▶ [Task to complete]:
In the data, extract each line that holds the string "only".
Start of Recorded data
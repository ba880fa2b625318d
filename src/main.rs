//! Website Eater - digest web pages into a searchable per-user memory
//!
//! `serve` runs the HTTP gateway; the other subcommands talk to a running
//! gateway or work offline on the local configuration.

use anyhow::{bail, Context, Result};
use clap::{Parser, Subcommand};
use std::path::PathBuf;
use std::sync::Arc;
use tracing_subscriber::{layer::SubscriberExt, util::SubscriberInitExt};
use website_eater::{
    classify::Classifier, config::EaterConfig, extract::ExtractOptions, gateway::GatewayBuilder,
    routing::ContentRouter,
};

#[derive(Parser)]
#[command(name = "website-eater")]
#[command(version)]
#[command(about = "Digest web pages into a searchable per-user memory")]
struct Cli {
    /// Configuration file path
    #[arg(short, long, env = "WEBSITE_EATER_CONFIG")]
    config: Option<PathBuf>,

    /// Enable verbose logging
    #[arg(short, long)]
    verbose: bool,

    /// Gateway URL used by client commands
    #[arg(long, env = "WEBSITE_EATER_URL", default_value = "http://127.0.0.1:5000")]
    server: String,

    #[command(subcommand)]
    command: Commands,
}

/// Extraction flags shared by `process` and `batch`
#[derive(clap::Args)]
struct OptionArgs {
    /// Scrape only, never call the LLM
    #[arg(long)]
    skip_ai: bool,

    /// Let the LLM search the web for related context
    #[arg(long)]
    deep: bool,

    /// Ask for author, date and keywords
    #[arg(long)]
    metadata: bool,

    /// Ask for a description of images
    #[arg(long)]
    images: bool,

    /// Let the LLM read the URL itself
    #[arg(long, conflicts_with = "no_url_context")]
    url_context: bool,

    /// Always scrape, even if the server prefers URL context
    #[arg(long)]
    no_url_context: bool,
}

impl OptionArgs {
    fn to_options(&self) -> ExtractOptions {
        ExtractOptions {
            skip_ai: self.skip_ai,
            deep_analysis: self.deep,
            extract_metadata: self.metadata,
            extract_images: self.images,
            use_url_context: match (self.url_context, self.no_url_context) {
                (true, _) => Some(true),
                (_, true) => Some(false),
                _ => None,
            },
        }
    }
}

#[derive(Subcommand)]
enum Commands {
    /// Start the HTTP gateway
    Serve {
        /// Host to bind to (overrides config)
        #[arg(long)]
        host: Option<String>,

        /// Port to listen on (overrides config)
        #[arg(long)]
        port: Option<u16>,
    },

    /// Process a single URL
    Process {
        url: String,

        /// User the memory belongs to
        #[arg(short, long)]
        user: Option<String>,

        #[command(flatten)]
        options: OptionArgs,
    },

    /// Process several URLs
    Batch {
        #[arg(required = true)]
        urls: Vec<String>,

        /// User the memories belong to
        #[arg(short, long)]
        user: Option<String>,

        #[command(flatten)]
        options: OptionArgs,
    },

    /// Search stored memories
    Search {
        query: String,

        #[arg(short, long)]
        user: Option<String>,

        /// Maximum number of results
        #[arg(short, long)]
        limit: Option<usize>,
    },

    /// List all memories of a user
    Memories {
        #[arg(short, long)]
        user: Option<String>,
    },

    /// Classify text and show its routes (offline)
    Classify { text: String },

    /// Show configuration
    Config {
        /// Show default configuration
        #[arg(long)]
        default: bool,
    },

    /// Run diagnostics
    Doctor,
}

#[tokio::main]
async fn main() -> Result<()> {
    let cli = Cli::parse();

    // Initialize logging
    let log_level = if cli.verbose { "debug" } else { "info" };
    tracing_subscriber::registry()
        .with(
            tracing_subscriber::EnvFilter::try_from_default_env().unwrap_or_else(|_| {
                format!("website_eater={},tower_http=debug", log_level).into()
            }),
        )
        .with(tracing_subscriber::fmt::layer())
        .init();

    let config_path = cli.config.clone().or_else(default_config_path);
    let config = load_config(config_path.as_ref())?;
    let client = ApiClient::new(&cli.server);

    match cli.command {
        Commands::Serve { host, port } => {
            run_gateway(config, host, port).await?;
        }
        Commands::Process { url, user, options } => {
            let body = serde_json::json!({
                "url": url,
                "user_id": user,
                "options": options.to_options(),
            });
            client.post("/api/process", body).await?;
        }
        Commands::Batch {
            urls,
            user,
            options,
        } => {
            let body = serde_json::json!({
                "urls": urls,
                "user_id": user,
                "options": options.to_options(),
            });
            client.post("/api/batch", body).await?;
        }
        Commands::Search { query, user, limit } => {
            let body = serde_json::json!({ "query": query, "user_id": user, "limit": limit });
            client.post("/api/search", body).await?;
        }
        Commands::Memories { user } => {
            let user = user.unwrap_or_else(|| config.gateway.default_user_id.clone());
            client.get(&format!("/api/memories/{}", user)).await?;
        }
        Commands::Classify { text } => {
            classify_offline(&config, &text)?;
        }
        Commands::Config { default } => {
            show_config(if default { None } else { Some(&config) })?;
        }
        Commands::Doctor => {
            run_doctor(&config, config_path.as_ref(), &client).await;
        }
    }

    Ok(())
}

fn default_config_path() -> Option<PathBuf> {
    dirs_next::config_dir()
        .map(|dir| dir.join("website-eater").join("config.toml"))
        .filter(|path| path.exists())
}

fn load_config(path: Option<&PathBuf>) -> Result<EaterConfig> {
    match path {
        Some(path) => EaterConfig::from_file(path)
            .with_context(|| format!("Failed to load config from {}", path.display())),
        None => {
            let mut config = EaterConfig::default();
            config.apply_env_overrides();
            Ok(config)
        }
    }
}

async fn run_gateway(config: EaterConfig, host: Option<String>, port: Option<u16>) -> Result<()> {
    tracing::info!("Starting Website Eater gateway");

    let mut builder = GatewayBuilder::new().config(config);
    if let Some(host) = host {
        builder = builder.host(host);
    }
    if let Some(port) = port {
        builder = builder.port(port);
    }
    let gateway = Arc::new(builder.build().await?);

    tracing::info!(
        "Gateway starting on http://{}. Press Ctrl+C to stop.",
        gateway.bind_address()
    );

    gateway
        .serve(async {
            if let Err(e) = tokio::signal::ctrl_c().await {
                tracing::error!("Failed to listen for Ctrl+C: {}", e);
            }
        })
        .await?;

    tracing::info!("Gateway stopped");
    Ok(())
}

fn classify_offline(config: &EaterConfig, text: &str) -> Result<()> {
    let classifier = Classifier::new(config.routing.rules.clone())?;
    let router = ContentRouter::new(&config.routing)?;

    let result = classifier.classify_detailed(text);
    println!("Content type: {}", result.content_type);
    for score in &result.scores {
        println!("  {:<14} {}", score.content_type.as_str(), score.score);
    }
    println!("Routes: {}", router.route(result.content_type).join(", "));
    Ok(())
}

fn show_config(config: Option<&EaterConfig>) -> Result<()> {
    let config = config.cloned().unwrap_or_default();
    let toml = toml::to_string_pretty(&config)?;
    println!("{}", toml);
    Ok(())
}

async fn run_doctor(config: &EaterConfig, config_path: Option<&PathBuf>, client: &ApiClient) {
    println!("Website Eater Doctor");
    println!();

    println!("Checking configuration...");
    match config_path {
        Some(path) => println!("  ✓ Configuration file: {}", path.display()),
        None => println!("  ℹ No configuration file found (using defaults)"),
    }

    println!();
    println!("Checking LLM access...");
    if !config.llm.enabled {
        println!("  ℹ LLM disabled in configuration (scrape-only mode)");
    } else if config.llm.resolve_api_key().is_some() {
        println!("  ✓ {} is set", config.llm.api_key_env);
        println!("  ✓ Model: {}", config.llm.model);
    } else {
        println!(
            "  ✗ {} not set (pages will be scraped without AI analysis)",
            config.llm.api_key_env
        );
    }

    println!();
    println!("Checking memory storage...");
    if config.memory.persist {
        println!("  ✓ Persisting to {}", config.memory.storage_dir.display());
    } else {
        println!("  ℹ In-memory only (memories are lost on restart)");
    }

    println!();
    println!("Checking gateway at {}...", client.base_url);
    match client.health().await {
        Ok(version) => println!("  ✓ Gateway reachable (version {})", version),
        Err(e) => println!("  ✗ Gateway not reachable: {}", e),
    }

    println!();
    println!("Doctor check complete!");
}

/// Minimal JSON client for a running gateway
struct ApiClient {
    http: reqwest::Client,
    base_url: String,
}

impl ApiClient {
    fn new(base_url: &str) -> Self {
        Self {
            http: reqwest::Client::new(),
            base_url: base_url.trim_end_matches('/').to_string(),
        }
    }

    async fn get(&self, path: &str) -> Result<()> {
        let response = self
            .http
            .get(format!("{}{}", self.base_url, path))
            .send()
            .await
            .with_context(|| format!("Failed to reach gateway at {}", self.base_url))?;
        print_response(response).await
    }

    async fn post(&self, path: &str, body: serde_json::Value) -> Result<()> {
        let response = self
            .http
            .post(format!("{}{}", self.base_url, path))
            .json(&body)
            .send()
            .await
            .with_context(|| format!("Failed to reach gateway at {}", self.base_url))?;
        print_response(response).await
    }

    async fn health(&self) -> Result<String> {
        let json: serde_json::Value = self
            .http
            .get(format!("{}/health", self.base_url))
            .send()
            .await?
            .error_for_status()?
            .json()
            .await?;
        Ok(json["version"].as_str().unwrap_or("unknown").to_string())
    }
}

async fn print_response(response: reqwest::Response) -> Result<()> {
    let status = response.status();
    let json: serde_json::Value = response
        .json()
        .await
        .context("Gateway returned a non-JSON response")?;

    println!("{}", serde_json::to_string_pretty(&json)?);

    if !status.is_success() {
        bail!(
            "Request failed ({}): {}",
            status,
            json["error"].as_str().unwrap_or("unknown error")
        );
    }
    Ok(())
}
//! Direct HTTP page fetching

use crate::config::FetchConfig;
use crate::error::{Error, Result};
use crate::extract::html::parse_html;
use reqwest::redirect::Policy;
use reqwest::{Client, Response};
use std::net::Ipv4Addr;
use std::time::Duration;
use tracing::{debug, info};
use url::{Host, Url};

/// A page fetched and parsed without the LLM
#[derive(Debug, Clone)]
pub struct ScrapedPage {
    pub url: String,
    pub title: String,
    pub meta_description: String,
    pub headers: Vec<String>,
    pub content: String,
}

/// Fetches pages over HTTP and parses their HTML
pub struct PageFetcher {
    client: Client,
    config: FetchConfig,
}

impl PageFetcher {
    /// Create a new page fetcher
    pub fn new(config: FetchConfig) -> Result<Self> {
        let client = Client::builder()
            .timeout(Duration::from_secs(config.timeout_secs))
            .user_agent(config.user_agent.clone())
            .redirect(redirect_policy(&config))
            .build()
            .map_err(|e| Error::Config(format!("Failed to create HTTP client: {}", e)))?;

        Ok(Self { client, config })
    }

    /// Fetch and parse a single page
    pub async fn fetch(&self, url: &str) -> Result<ScrapedPage> {
        let parsed = validate_url(url)?;
        if !self.config.allow_private_hosts && is_private_host(&parsed) {
            return Err(Error::InvalidRequest(format!(
                "Refusing to fetch private address: {}",
                url
            )));
        }

        debug!("Fetching content from: {}", url);

        let response = self.client.get(url).send().await.map_err(|e| {
            if e.is_timeout() {
                Error::Fetch(format!("Timeout fetching: {}", url))
            } else {
                Error::Fetch(e.to_string())
            }
        })?;

        let status = response.status();
        if !status.is_success() {
            return Err(Error::Fetch(format!("HTTP {} for: {}", status.as_u16(), url)));
        }

        let html = read_body(response, self.config.max_body_bytes).await?;

        let parsed = parse_html(&html, self.config.max_content_chars, self.config.max_headers);

        let title = parsed
            .title
            .or_else(|| parsed.headers.first().cloned())
            .unwrap_or_else(|| "No title".to_string());

        info!("Fetched {} chars from: {}", parsed.text.len(), url);

        Ok(ScrapedPage {
            url: url.to_string(),
            title,
            meta_description: parsed.meta_description,
            headers: parsed.headers,
            content: parsed.text,
        })
    }
}

/// Follow at most `max_redirects`, never onto a private host unless allowed
fn redirect_policy(config: &FetchConfig) -> Policy {
    let max_redirects = config.max_redirects;
    let allow_private = config.allow_private_hosts;

    Policy::custom(move |attempt| {
        if attempt.previous().len() >= max_redirects {
            attempt.error("too many redirects")
        } else if !allow_private && is_private_host(attempt.url()) {
            let target = attempt.url().to_string();
            attempt.error(format!("redirect to private address: {}", target))
        } else {
            attempt.follow()
        }
    })
}

/// Read at most `limit` bytes of the body; the rest is never downloaded
async fn read_body(mut response: Response, limit: usize) -> Result<String> {
    let mut body = Vec::new();

    while let Some(chunk) = response
        .chunk()
        .await
        .map_err(|e| Error::Fetch(e.to_string()))?
    {
        let room = limit - body.len();
        if chunk.len() >= room {
            body.extend_from_slice(&chunk[..room]);
            debug!("Response body cut at {} bytes", limit);
            break;
        }
        body.extend_from_slice(&chunk);
    }

    Ok(String::from_utf8_lossy(&body).into_owned())
}

/// Accept only absolute http(s) URLs with a host
pub fn validate_url(url: &str) -> Result<Url> {
    let parsed = Url::parse(url.trim())
        .map_err(|e| Error::InvalidRequest(format!("Invalid URL '{}': {}", url, e)))?;

    if !matches!(parsed.scheme(), "http" | "https") {
        return Err(Error::InvalidRequest(format!(
            "Unsupported URL scheme '{}': {}",
            parsed.scheme(),
            url
        )));
    }
    if parsed.host_str().is_none() {
        return Err(Error::InvalidRequest(format!("URL has no host: {}", url)));
    }

    Ok(parsed)
}

/// Whether the URL points at localhost or a loopback, private or link-local address
pub fn is_private_host(url: &Url) -> bool {
    fn private_v4(ip: Ipv4Addr) -> bool {
        ip.is_loopback()
            || ip.is_private()
            || ip.is_link_local()
            || ip.is_unspecified()
            || ip.is_broadcast()
    }

    match url.host() {
        Some(Host::Domain(host)) => {
            let host = host.to_ascii_lowercase();
            host == "localhost" || host.ends_with(".localhost")
        }
        Some(Host::Ipv4(ip)) => private_v4(ip),
        Some(Host::Ipv6(ip)) => {
            let first = ip.segments()[0];
            ip.is_loopback()
                || ip.is_unspecified()
                // fc00::/7 unique local, fe80::/10 link-local
                || (first & 0xfe00) == 0xfc00
                || (first & 0xffc0) == 0xfe80
                || ip.to_ipv4_mapped().map(private_v4).unwrap_or(false)
        }
        None => false,
    }
}

/// Network location of a URL (`host[:port]`), empty when unparseable
pub fn domain_of(url: &str) -> String {
    match Url::parse(url.trim()) {
        Ok(parsed) => match (parsed.host_str(), parsed.port()) {
            (Some(host), Some(port)) => format!("{}:{}", host, port),
            (Some(host), None) => host.to_string(),
            _ => String::new(),
        },
        Err(_) => String::new(),
    }
}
End of Recorded data
▶ [Response to the task]:
    /// Scrape only, never call the LLM
        println!("  ℹ LLM disabled in configuration (scrape-only mode)");
        println!("  ℹ In-memory only (memories are lost on restart)");
/// Accept only absolute http(s) URLs with a host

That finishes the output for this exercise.